This assignment is intended to familiarize you with the HTTP protocol. HTTP is (arguably) the most important application
level protocol on the Internet today: the Web runs on HTTP, and increasingly other applications use HTTP as well
(including Bittorrent, streaming video, Facebook and Twitter's social APIs, etc.).
Your goal in this assignment is to implement a web crawler that gathers data from a fake social networking website that we
have set up for you. The site is available here:
What is a Web Crawler?
A web crawler (sometimes known as a robot, a spider, or a screen scraper) is a piece of software that automatically gathers
and traverses documents on the web. For example, lets say you have a crawler and you tell it to start at www.wikipedia.com.

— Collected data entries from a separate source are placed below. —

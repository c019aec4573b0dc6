//! Row parsing and value conversion helpers.
//!
//! `SQLite` integers are signed 64-bit while case counts are `u64`, and
//! `SQLite`'s `datetime('now')` differs from RFC 3339. These helpers keep the
//! conversions in one place.

use chrono::{DateTime, Utc};

use crate::error::DatabaseError;

/// Parse a required TEXT column as `DateTime<Utc>`.
///
/// Handles both RFC 3339 (`"2026-02-09T14:30:00+00:00"`) and `SQLite`'s default
/// format (`"2026-02-09 14:30:00"`).
///
/// # Errors
///
/// Returns `DatabaseError::Query` if the string cannot be parsed as either format.
pub fn parse_datetime(s: &str) -> Result<DateTime<Utc>, DatabaseError> {
    if let Ok(dt) = DateTime::parse_from_rfc3339(s) {
        return Ok(dt.with_timezone(&Utc));
    }
    chrono::NaiveDateTime::parse_from_str(s, "%Y-%m-%d %H:%M:%S")
        .map(|naive| naive.and_utc())
        .map_err(|e| DatabaseError::Query(format!("Failed to parse datetime '{s}': {e}")))
}

/// Convert a count to a SQL integer.
///
/// # Errors
///
/// Returns `DatabaseError::Query` if the value exceeds `i64::MAX`.
pub fn to_sql_int(value: u64, column: &str) -> Result<i64, DatabaseError> {
    i64::try_from(value)
        .map_err(|_| DatabaseError::Query(format!("{column} value {value} exceeds INTEGER range")))
}

/// Read a non-negative INTEGER column as `u64`.
///
/// # Errors
///
/// Returns `DatabaseError` if the column read fails or holds a negative value.
pub fn get_count(row: &libsql::Row, idx: i32) -> Result<u64, DatabaseError> {
    let value = row.get::<i64>(idx)?;
    u64::try_from(value)
        .map_err(|_| DatabaseError::Query(format!("negative count {value} in column {idx}")))
}

/// Read an INTEGER column as `i32` (years, ranks).
///
/// # Errors
///
/// Returns `DatabaseError` if the column read fails or is out of range.
pub fn get_i32(row: &libsql::Row, idx: i32) -> Result<i32, DatabaseError> {
    let value = row.get::<i64>(idx)?;
    i32::try_from(value)
        .map_err(|_| DatabaseError::Query(format!("value {value} in column {idx} out of range")))
}

/// Round to two decimals, matching a `NUMERIC(18,2)` column.
#[must_use]
pub fn round2(value: f64) -> f64 {
    (value * 100.0).round() / 100.0
}

#[cfg(test)]
mod tests {
    use super::*;
    use chrono::Datelike;

    #[test]
    fn parses_both_datetime_formats() {
        let rfc = parse_datetime("2026-02-09T14:30:00+00:00").unwrap();
        let sqlite = parse_datetime("2026-02-09 14:30:00").unwrap();
        assert_eq!(rfc, sqlite);
        assert_eq!(rfc.year(), 2026);
        assert!(parse_datetime("last tuesday").is_err());
    }

    #[test]
    fn round2_matches_numeric_column() {
        assert!((round2(180.004_9) - 180.0).abs() < f64::EPSILON);
        assert!((round2(12.345_6) - 12.35).abs() < 1e-12);
        assert!((round2(-3.141) + 3.14).abs() < 1e-12);
    }

    #[test]
    fn oversized_count_rejected() {
        assert!(to_sql_int(u64::MAX, "cases").is_err());
        assert_eq!(to_sql_int(64_530, "cases").unwrap(), 64_530);
    }
}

The software will first download the Wikipedia homepage, then it will parse the HTML and locate all hyperlinks (i.e.
anchor tags) embedded in the page. The crawler then downloads all the HTML pages specified by the URLs on the homepage,
and parses them looking for more hyperlinks. This process continues until all of the pages on Wikipedia are downloaded
Web crawlers are a fundamental component of today's web. For example, Googlebot is Google's web crawler. Googlebot is constantly
scouring the web, downloading pages in search of new and updated content. All of this data forms the backbone of
Google's search engine infrastructure.
We have set up a fake social network for this project called Fakebook
is a very simple website that consists of the following pages:
- Homepage: The Fakebook homepage displays some welcome text, as well as links to several random Fakebook
users' personal profiles.
- Personal Profiles: Each Fakebook user has a profile page that includes their name, some basic demographic
information, as well as a link to their list of friends.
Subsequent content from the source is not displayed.